Caledonia Investments is convening a meeting to ask shareholders to approve a ‘Rule 9 waiver’ – this is part of the Takeover Code.
Currently, a ‘concert party’ of shareholders connected to the Cayzer family controls 49.49% of the trust’s shares and voting rights. Ordinarily, at its AGM it would ask shareholders to approve a Rule 9 waiver which allows the concert party to increase the percentage that it owns without being forced to make a takeover bid (the Takeover Code says that if you own between 30% and 50% of a company and increase your percentage holding, you are forced to bid for it). The only issue with doing this at the AGM is that the maximum percentage that you can end up owning this way is 49.9%.
This new vote, which will be held on 18 December at 2pm at Caledonia’s offices, would allow the concert party to hold more than 50% without triggering a bid. Clearly the concert party is conflicted on this, and so it will not vote its shares.
At the meeting, Caledonia will also ask shareholders to approve buybacks of up to 5% of its current shares in issue.

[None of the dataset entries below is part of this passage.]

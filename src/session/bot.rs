//! Bot seats.
//!
//! A bot is an ordinary participant whose moves the session picks. A
//! `BotPolicy` reads the session from one bot's seat and answers with the
//! `Command` that bot would send, or `None` when it owes nothing. The
//! command then goes through `GameSession::apply` like anyone else's, so
//! bots obey the same rules and land in the same history.
//!
//! ## Policies
//!
//! - `RoleAwareBot`: plays for its team. Fascists mostly vote yes, keep
//!   fascist policies and execute seats they do not know as teammates.
//!   Liberals vote at random and keep liberal policies.
//! - `RandomBot`: uniform over the legal choices.
//!
//! A policy only uses what its seat may know: its own role, its own hand,
//! the public board, and the teammates `view::role_visible` grants it.
//!
//! ## Driving bots
//!
//! `step_bots` plays the first bot (in seat order) that owes a move and
//! `run_bots` repeats until none does. Choices draw from a bot stream
//! derived from the session seed, so a seeded all-bot game replays
//! identically.

use tracing::debug;

use super::{GameSession, Outcome};
use crate::cards::Policy;
use crate::core::{Ballot, Command, GameError, GameRng, Participant, Phase, Team};
use crate::rules::{ExecutivePower, PowerToken};
use crate::view::role_visible;

/// How often a fascist-team bot backs a proposed government.
const FASCIST_YES_RATE: f64 = 0.8;

/// What a seat is expected to do right now.
#[derive(Clone, Copy, Debug, PartialEq, Eq)]
pub enum Turn {
    Nominate,
    Vote,
    /// Everyone living has voted; any living seat may tally.
    ResolveElection,
    Discard,
    Enact,
    Executive(PowerToken),
}

/// Chooses moves for bot seats.
pub trait BotPolicy: Send + Sync {
    /// The command `bot` sends next, or `None` if it owes no move.
    fn decide(&self, session: &GameSession, bot: &str, rng: &mut GameRng) -> Option<Command>;
}

/// Team-minded play.
#[derive(Clone, Debug, Default)]
pub struct RoleAwareBot;

impl BotPolicy for RoleAwareBot {
    fn decide(&self, session: &GameSession, bot: &str, rng: &mut GameRng) -> Option<Command> {
        let me = session.participant(bot)?;
        let fascist = me.role.is_some_and(|role| role.team() == Team::Fascist);
        let keep = if fascist { Policy::Fascist } else { Policy::Liberal };

        let command = match session.turn_of(bot)? {
            Turn::Nominate => Command::Nominate {
                nominee: random_nominee(session, rng)?,
            },
            Turn::Vote => {
                let rate = if fascist { FASCIST_YES_RATE } else { 0.5 };
                Command::Vote {
                    ballot: Ballot::from_yes(rng.gen_bool(rate)),
                }
            }
            Turn::ResolveElection => Command::ResolveElection,
            Turn::Discard => Command::Discard {
                index: pick_card(session.president_hand(), |card| card != keep, rng)?,
            },
            Turn::Enact => Command::Enact {
                index: pick_card(session.chancellor_hand(), |card| card == keep, rng)?,
            },
            Turn::Executive(token) => {
                let power = preferred_power(token, rng)?;
                let target = if power.needs_target() {
                    let candidates = targets(session, me);
                    let strangers: Vec<&str> = if fascist && power == ExecutivePower::Execution {
                        candidates
                            .iter()
                            .copied()
                            .filter(|name| !knows_teammate(session, me, name))
                            .collect()
                    } else {
                        Vec::new()
                    };
                    let pool = if strangers.is_empty() { &candidates } else { &strangers };
                    Some(rng.choose(pool)?.to_string())
                } else {
                    None
                };
                Command::Executive { power, target }
            }
        };
        Some(command)
    }
}

/// Uniformly random legal play.
#[derive(Clone, Debug, Default)]
pub struct RandomBot;

impl BotPolicy for RandomBot {
    fn decide(&self, session: &GameSession, bot: &str, rng: &mut GameRng) -> Option<Command> {
        let me = session.participant(bot)?;
        let command = match session.turn_of(bot)? {
            Turn::Nominate => Command::Nominate {
                nominee: random_nominee(session, rng)?,
            },
            Turn::Vote => Command::Vote {
                ballot: Ballot::from_yes(rng.gen_bool(0.5)),
            },
            Turn::ResolveElection => Command::ResolveElection,
            Turn::Discard => Command::Discard {
                index: pick_card(session.president_hand(), |_| false, rng)?,
            },
            Turn::Enact => Command::Enact {
                index: pick_card(session.chancellor_hand(), |_| false, rng)?,
            },
            Turn::Executive(token) => {
                let power = *rng.choose(token.powers())?;
                let target = if power.needs_target() {
                    Some(rng.choose(&targets(session, me))?.to_string())
                } else {
                    None
                };
                Command::Executive { power, target }
            }
        };
        Some(command)
    }
}

/// Execution first, then investigation, otherwise anything on offer.
fn preferred_power(token: PowerToken, rng: &mut GameRng) -> Option<ExecutivePower> {
    let powers = token.powers();
    [ExecutivePower::Execution, ExecutivePower::Investigate]
        .into_iter()
        .find(|power| powers.contains(power))
        .or_else(|| rng.choose(powers).copied())
}

/// First card matching `wanted`, else a random index. `None` for an empty hand.
fn pick_card(hand: &[Policy], wanted: impl Fn(Policy) -> bool, rng: &mut GameRng) -> Option<usize> {
    if hand.is_empty() {
        return None;
    }
    let index = hand
        .iter()
        .position(|&card| wanted(card))
        .unwrap_or_else(|| rng.gen_range_usize(0..hand.len()));
    Some(index)
}

fn random_nominee(session: &GameSession, rng: &mut GameRng) -> Option<String> {
    rng.choose(&session.eligible_nominees())
        .map(|name| name.to_string())
}

/// Living seats other than `me`.
fn targets<'a>(session: &'a GameSession, me: &Participant) -> Vec<&'a str> {
    session
        .participants()
        .iter()
        .filter(|p| p.alive && p.name != me.name)
        .map(|p| p.name.as_str())
        .collect()
}

/// `me` can see that `name` plays for the fascists.
fn knows_teammate(session: &GameSession, me: &Participant, name: &str) -> bool {
    session.participant(name).is_some_and(|p| {
        role_visible(Some(me), p, &session.config().rules)
            && p.role.is_some_and(|role| role.team() == Team::Fascist)
    })
}

impl GameSession {
    /// The move `name` owes right now, if any.
    ///
    /// `None` for unknown or dead seats, before the start, and after the
    /// game is decided.
    #[must_use]
    pub fn turn_of(&self, name: &str) -> Option<Turn> {
        if self.winner.is_some() || !self.started {
            return None;
        }
        let seat = self.seat_of(name)?;
        let participant = &self.participants[seat];
        if !participant.alive {
            return None;
        }
        let presiding = seat == self.president_seat;
        let chancellor = self.nominated_chancellor.as_deref() == Some(name);

        match self.phase {
            Phase::Election if presiding => Some(Turn::Nominate),
            Phase::Voting if participant.vote.is_none() => Some(Turn::Vote),
            Phase::Voting if self.votes_outstanding() == 0 => Some(Turn::ResolveElection),
            Phase::Legislative if presiding && !self.president_hand.is_empty() => Some(Turn::Discard),
            Phase::Legislative if chancellor && !self.chancellor_hand.is_empty() => Some(Turn::Enact),
            Phase::Executive if presiding => self.pending_power.map(Turn::Executive),
            _ => None,
        }
    }

    /// Play the first bot that owes a move. `Ok(None)` when no bot does.
    ///
    /// A rejected bot command leaves the session untouched, bot stream included.
    pub fn step_bots(&mut self, policy: &dyn BotPolicy) -> Result<Option<Outcome>, GameError> {
        let bots: Vec<String> = self
            .participants
            .iter()
            .filter(|p| p.bot && p.alive)
            .map(|p| p.name.clone())
            .collect();

        let mut rng = self.bot_rng.clone();
        let session: &GameSession = self;
        let next = bots.into_iter().find_map(|name| {
            policy
                .decide(session, &name, &mut rng)
                .map(|command| (name, command))
        });
        let Some((actor, command)) = next else {
            return Ok(None);
        };

        debug!(session_id = %self.id, bot = %actor, command = ?command, "Bot move");
        let previous = std::mem::replace(&mut self.bot_rng, rng);
        match self.apply(&actor, command) {
            Ok(outcome) => Ok(Some(outcome)),
            Err(error) => {
                self.bot_rng = previous;
                Err(error)
            }
        }
    }

    /// Play bot moves until a person must act or the game is decided.
    pub fn run_bots(&mut self, policy: &dyn BotPolicy) -> Result<Vec<Outcome>, GameError> {
        let mut outcomes = Vec::new();
        while let Some(outcome) = self.step_bots(policy)? {
            outcomes.push(outcome);
        }
        Ok(outcomes)
    }
}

[This seems eminently sensible to me. At today’s results meeting, the company made it clear that buybacks will be used “judiciously”, and at the same time, Caledonia will continue to invest in its portfolio.]
Also today, Caledonia has announced interim results. The NAV total return for the period is 0.5%; held back by adverse currency moves, which took off 3.6%, and a write down in the value of Cooke Optics, where the statement says that the reduced valuation reflects continued uncertainty over the recovery of demand following the 2023 Hollywood actors and writers’ strikes.
The currency move is mostly down to the weakness of the US dollar against the pound over the six months ended 30 September 2024. In the wake of Trump’s election, the dollar has rebounded and so this currency move should have reversed.